Müsaadenizle konumuza dönelim:

Yobazı ve milliyetçisi bol olan ülkelerde, hayvana değer verilmez. Sokak kedilerine ve köpeklerine yapılan işkenceleri sık sık görüyorsunuzdur. Belediyelerin hayvanları zehirli yiyeceklerle toplu katliam yaptıklarını da biliyorsunuz. İçimi en yakan, bir köpeğin boynuna taş bağlayarak suya atılarak öldürülmesi fotoğrafıydı. Buraya koymaya bile yüreğim kaldırmadı.

Böyle binlerce olay var.

Bir sağlıkçı olarak net söyleyeyim, bu toplumun yüzde 70’i ağır derecede ruh hastası. Doğuştan gelen bir hastalık bu. Faydalandığı hiçbir şeye saygısı olmadığı gibi, onu aşağılamayı, işkence ederek zevk almayı, yok etmeyi kendinde hak görüyor. Yani ne doğaya, ne hayvana bir gram saygıları yok. O sebeple de gördüğü ağacı kesiyor, önüne gelen hayvana tekme atıyor. Bunları yaparak ruhsal sağlığını düzeltemediği için el yükseltiyor ve bu kez insana yöneliyor. Yani, güçlü değilse; çocuğunu, karısını, güçlü ise mahallesine kentine saldırıyor. Örnek vermeme de gerek yok. Açın gazeteleri bunlarla ilgişli binlerce haber bulursunuz.

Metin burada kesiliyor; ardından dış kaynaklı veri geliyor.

//! Domain Services
//!
//! Business logic for trains, bookings and lobbies. Reads of whole
//! collections go through the read-through cache; every committed write
//! invalidates the collections it changed and then publishes its notification
//! on the bus, keyed by train id. Both steps happen after the commit and
//! neither can fail the request.

pub mod bookings;
pub mod lobbies;
pub mod trains;

use std::time::Duration;

use switchyard_events::EventPublisher;
use switchyard_storage::ReadThroughCache;

use crate::db::ConnectionRouter;

/// Everything a service operation touches.
#[derive(Clone)]
pub struct ServiceContext {
    pub router: ConnectionRouter,
    pub cache: ReadThroughCache,
    pub publisher: EventPublisher,
    pub cache_ttl: Duration,
}

impl ServiceContext {
    pub fn new(
        router: ConnectionRouter,
        cache: ReadThroughCache,
        publisher: EventPublisher,
        cache_ttl: Duration,
    ) -> Self {
        Self {
            router,
            cache,
            publisher,
            cache_ttl,
        }
    }
}
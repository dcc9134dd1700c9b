//! Shared application state for Axum routers.

use std::sync::Arc;
use std::time::Instant;

use switchyard_events::{EventBus, EventPublisher, InMemoryEventBus, RedisEventBus, RelayConfig, RelayHub};
use switchyard_storage::{
    CacheBackend, CacheConfig, InMemoryCacheBackend, LmdbTopologyPersistence, ReadThroughCache,
    RedisCacheBackend, TopologyStore,
};

use crate::config::{ApiConfig, DbBackend};
use crate::db::{ConnectionRouter, Connector, MemoryConnector, PgConnector, PgConnectorConfig};
use crate::error::{ApiError, ApiResult};
use crate::services::ServiceContext;
use crate::telemetry::RuntimeGauges;

/// Application-wide state shared across all routes.
#[derive(Clone)]
pub struct AppState {
    pub config: Arc<ApiConfig>,
    /// Current cluster topology, written by `PUT /db`.
    pub topology: Arc<TopologyStore>,
    pub services: ServiceContext,
    pub relay: RelayHub,
    pub start_time: Instant,
}

crate::impl_from_ref!(Arc<ApiConfig>, config);
crate::impl_from_ref!(Arc<TopologyStore>, topology);
crate::impl_from_ref!(ServiceContext, services);
crate::impl_from_ref!(RelayHub, relay);
crate::impl_from_ref!(Instant, start_time);

impl AppState {
    /// Assemble state from already-built backends.
    pub fn new(
        config: ApiConfig,
        topology: Arc<TopologyStore>,
        connector: Arc<dyn Connector>,
        cache_backend: Arc<dyn CacheBackend>,
        bus: Arc<dyn EventBus>,
    ) -> Self {
        let router = ConnectionRouter::new(Arc::clone(&topology), connector);
        let cache = ReadThroughCache::new(
            cache_backend,
            CacheConfig::default().with_ttl(config.cache_ttl),
        );
        let publisher = EventPublisher::new(Arc::clone(&bus)).with_timeout(config.publish_timeout);
        let relay = RelayHub::new(
            bus,
            RelayConfig::default().with_channel_capacity(config.ws_channel_capacity),
        );
        let services = ServiceContext::new(router, cache, publisher, config.cache_ttl);

        Self {
            config: Arc::new(config),
            topology,
            services,
            relay,
            start_time: Instant::now(),
        }
    }

    /// Build every backend the configuration asks for.
    pub fn from_config(config: ApiConfig) -> ApiResult<Self> {
        let topology = match &config.topology_path {
            Some(path) => {
                std::fs::create_dir_all(path).map_err(|e| {
                    ApiError::internal_error(format!(
                        "Failed to create topology directory {}: {}",
                        path.display(),
                        e
                    ))
                })?;
                let persistence = LmdbTopologyPersistence::open(path).map_err(|e| {
                    ApiError::internal_error(format!("Failed to open topology store: {}", e))
                })?;
                TopologyStore::open(persistence)?
            }
            None => {
                tracing::warn!("No topology path configured, topology will not survive restarts");
                TopologyStore::in_memory()
            }
        };

        let connector: Arc<dyn Connector> = match config.db_backend {
            DbBackend::Postgres => Arc::new(PgConnector::new(PgConnectorConfig {
                user: config.db_user.clone(),
                password: config.db_password.clone(),
                dbname: config.db_name.clone(),
                connect_timeout: config.db_connect_timeout,
            })),
            DbBackend::Memory => {
                tracing::warn!("Using in-memory tables, data is lost on restart");
                Arc::new(MemoryConnector::new())
            }
        };

        let cache_backend: Arc<dyn CacheBackend> = match &config.cache_redis_url {
            Some(url) => Arc::new(
                RedisCacheBackend::new(url, config.cache_op_timeout).map_err(|e| {
                    ApiError::internal_error(format!("Invalid cache Redis URL: {}", e))
                })?,
            ),
            None => Arc::new(InMemoryCacheBackend::new()),
        };

        let bus: Arc<dyn EventBus> = match &config.bus_redis_url {
            Some(url) => Arc::new(
                RedisEventBus::new(url, config.bus_exchange.clone()).map_err(|e| {
                    ApiError::internal_error(format!("Invalid event bus Redis URL: {}", e))
                })?,
            ),
            None => Arc::new(InMemoryEventBus::new(config.bus_exchange.clone())),
        };

        tracing::info!(
            db_backend = ?config.db_backend,
            shared_cache = config.cache_redis_url.is_some(),
            shared_bus = config.bus_redis_url.is_some(),
            "Backends configured"
        );

        Ok(Self::new(config, Arc::new(topology), connector, cache_backend, bus))
    }

    /// Snapshot of state-owned counters for the metrics endpoint.
    pub fn runtime_gauges(&self) -> RuntimeGauges {
        let cache = self.services.cache.stats();
        RuntimeGauges {
            topology_version: self.topology.current().version().unwrap_or(0),
            cache_hits: cache.hits,
            cache_misses: cache.misses,
            cache_errors: cache.errors,
            events_published: self.services.publisher.published_count(),
            event_publish_failures: self.services.publisher.failure_count(),
            active_relays: self.relay.active_relays(),
            relay_subscribers: self.relay.total_subscribers(),
        }
    }
}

Son haber, kendini ‘’insan’’ kategorisinde gören herkesi dehşete düşürür. Aynen aktarıyorum:

Samsun’da arazide ağzı çelik tel ile bağlanıp ölüme terk edilen başıboş bir eşek bulundu. Eşeğin ağzındaki teli kırarak çıkaran Tunay Kurt, “Bu hayvanın günahı ne?” diyerek tepki gösterdi.

Samsun’un Atakum ilçesi Karakavuk Mahallesi’nde oyun oynamak için dışarı çıkan Eylül Kurt adlı çocuk, boş bir arazide duran eşeğin ağzının tel ile bağlı olduğunu görüp, babası Tunay Kurt’a haber verdi. Kurt, eşeğin ağzına sarılı teli çıkardı. Kurtarılan eşek, bakım altına alındı.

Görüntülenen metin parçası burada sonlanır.